Industry analysts suggest the reorganization may significantly impact investments and transactions in the biotech and pharmaceutical sectors as stakeholders assess the implications for drug pricing programs, regulatory approvals, and healthcare policy implementation.
Broader Healthcare Implications
The FDA workforce reduction is already affecting medical device review and approval processes, potentially delaying access to new technologies for diagnostics, treatments, and procedures. Physicians in specialties heavily reliant on device innovation—such as cardiology, neurology, and surgery—may face significant challenges in adopting cutting-edge technologies.
For healthcare providers, the restructuring could translate to longer processing times for Medicare reimbursements, slower policy updates, and administrative inefficiencies. Experts warn that reduced personnel could lead to gaps in regulatory enforcement and delayed responses to emerging health threats.

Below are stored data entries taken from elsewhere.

use crate::core::domain::{
    error::{NetworkError, NetworkResult},
    value_object::resource_id::{NETWORK_PROVIDER, ResourceIdSegments},
};
use serde::{Deserialize, Serialize};
use std::fmt;
use std::str::FromStr;

/// The ID of an Azure virtual network.
///
/// Formats as
/// `/subscriptions/{sub}/resourceGroups/{rg}/providers/Microsoft.Network/virtualNetworks/{name}`.
#[derive(Debug, Clone, PartialEq, Eq, Hash, Serialize, Deserialize)]
#[serde(try_from = "String", into = "String")]
pub struct VirtualNetworkId {
    subscription_id: String,
    resource_group: String,
    name: String,
}

impl VirtualNetworkId {
    pub fn new(
        subscription_id: impl Into<String>,
        resource_group: impl Into<String>,
        name: impl Into<String>,
    ) -> Self {
        Self {
            subscription_id: subscription_id.into(),
            resource_group: resource_group.into(),
            name: name.into(),
        }
    }

    /// Parses a virtual network ID.
    ///
    /// # Errors
    /// Returns `NetworkError::InvalidIdentity` if the input is not exactly a
    /// virtual network ID (child resource IDs are rejected too).
    pub fn parse(input: &str) -> NetworkResult<Self> {
        let mut segments = ResourceIdSegments::parse(input)?;
        segments.expect_provider(NETWORK_PROVIDER)?;
        let name = segments.pop("virtualNetworks")?;
        let id = Self::new(segments.subscription_id(), segments.resource_group(), name);
        segments.finish()?;
        Ok(id)
    }

    #[must_use]
    pub fn subscription_id(&self) -> &str {
        &self.subscription_id
    }

    #[must_use]
    pub fn resource_group(&self) -> &str {
        &self.resource_group
    }

    #[must_use]
    pub fn name(&self) -> &str {
        &self.name
    }
}

impl fmt::Display for VirtualNetworkId {
    fn fmt(&self, f: &mut fmt::Formatter<'_>) -> fmt::Result {
        write!(
            f,
            "/subscriptions/{}/resourceGroups/{}/providers/{}/virtualNetworks/{}",
            self.subscription_id, self.resource_group, NETWORK_PROVIDER, self.name
        )
    }
}

impl FromStr for VirtualNetworkId {
    type Err = NetworkError;

    fn from_str(s: &str) -> Result<Self, Self::Err> {
        Self::parse(s)
    }
}

impl TryFrom<String> for VirtualNetworkId {
    type Error = NetworkError;

    fn try_from(value: String) -> Result<Self, Self::Error> {
        Self::parse(&value)
    }
}

impl From<VirtualNetworkId> for String {
    fn from(id: VirtualNetworkId) -> Self {
        id.to_string()
    }
}
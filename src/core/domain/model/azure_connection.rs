use crate::core::domain::value_object::{
    ClientId, ClientSecret, EndpointUrl, SubscriptionId, TenantId,
};

/// Everything needed to reach and authenticate against a Resource Manager endpoint.
#[derive(Debug, Clone)]
pub struct AzureConnection {
    subscription_id: SubscriptionId,
    tenant_id: TenantId,
    client_id: ClientId,
    client_secret: ClientSecret,
    management_endpoint: EndpointUrl,
    authority_endpoint: EndpointUrl,
    accept_invalid_certs: bool,
}

impl AzureConnection {
    pub fn new(
        subscription_id: SubscriptionId,
        tenant_id: TenantId,
        client_id: ClientId,
        client_secret: ClientSecret,
        management_endpoint: EndpointUrl,
        authority_endpoint: EndpointUrl,
        accept_invalid_certs: bool,
    ) -> Self {
        Self {
            subscription_id,
            tenant_id,
            client_id,
            client_secret,
            management_endpoint,
            authority_endpoint,
            accept_invalid_certs,
        }
    }

    pub fn subscription_id(&self) -> &SubscriptionId {
        &self.subscription_id
    }

    pub fn tenant_id(&self) -> &TenantId {
        &self.tenant_id
    }

    pub fn client_id(&self) -> &ClientId {
        &self.client_id
    }

    pub fn client_secret(&self) -> &ClientSecret {
        &self.client_secret
    }

    pub fn management_endpoint(&self) -> &EndpointUrl {
        &self.management_endpoint
    }

    pub fn authority_endpoint(&self) -> &EndpointUrl {
        &self.authority_endpoint
    }

    pub fn accept_invalid_certs(&self) -> bool {
        self.accept_invalid_certs
    }

    /// URL of the OAuth2 token endpoint of the configured tenant.
    pub fn token_url(&self) -> String {
        self.authority_endpoint
            .join(&format!("{}/oauth2/v2.0/token", self.tenant_id.as_str()))
    }
}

Drug Pricing and Medicare Negotiations
The reorganization comes at a critical time for drug pricing initiatives. CMS recently announced that all manufacturers of the second group of 15 drugs selected for Medicare price negotiations under the Inflation Reduction Act (IRA) have agreed to participate in the negotiation process, despite ongoing legal challenges from pharmaceutical companies.
Dr. Mehmet Oz, recently confirmed as the head of CMS, has indicated he will explore "every single way we can reduce drug prices" when questioned about his commitment to the Medicare drug price negotiation program. During his confirmation hearing, Dr. Oz noted that international reference pricing is one potential approach to reducing drug costs, aligning with President Trump's directive to lower prices for both government programs and beneficiaries.
State-Level 340B Developments
Meanwhile, several states have recently adopted or introduced legislation to protect 340B contract pharmacy arrangements, including Colorado, Idaho, Kansas, Maine, Massachusetts, New Mexico, North Carolina, North Dakota, Oklahoma, Utah, Vermont, and Virginia. These laws generally prohibit drug manufacturers from restricting contract pharmacy access, with some requiring 340B pricing to be available at the time of sale rather than as a rebate.
Arkansas has taken enforcement action under its 2021 340B contract pharmacy law, ordering at least one manufacturer to restore access to 340B drugs at all contract pharmacy "delivery locations" in the state.
Looking Forward
The extensive restructuring at HHS represents one of the most significant changes to the department in recent history. Healthcare providers, pharmaceutical companies, and patient advocacy groups are closely monitoring developments to understand how these changes will affect healthcare delivery, drug pricing, and regulatory oversight.
Industry experts recommend that healthcare organizations stay vigilant about potential billing issues, policy changes, and patient access challenges that may result from the restructuring. For pharmaceutical companies, the reorganization adds another layer of complexity to an already evolving regulatory landscape shaped by the IRA, state-level drug pricing initiatives, and ongoing legal challenges.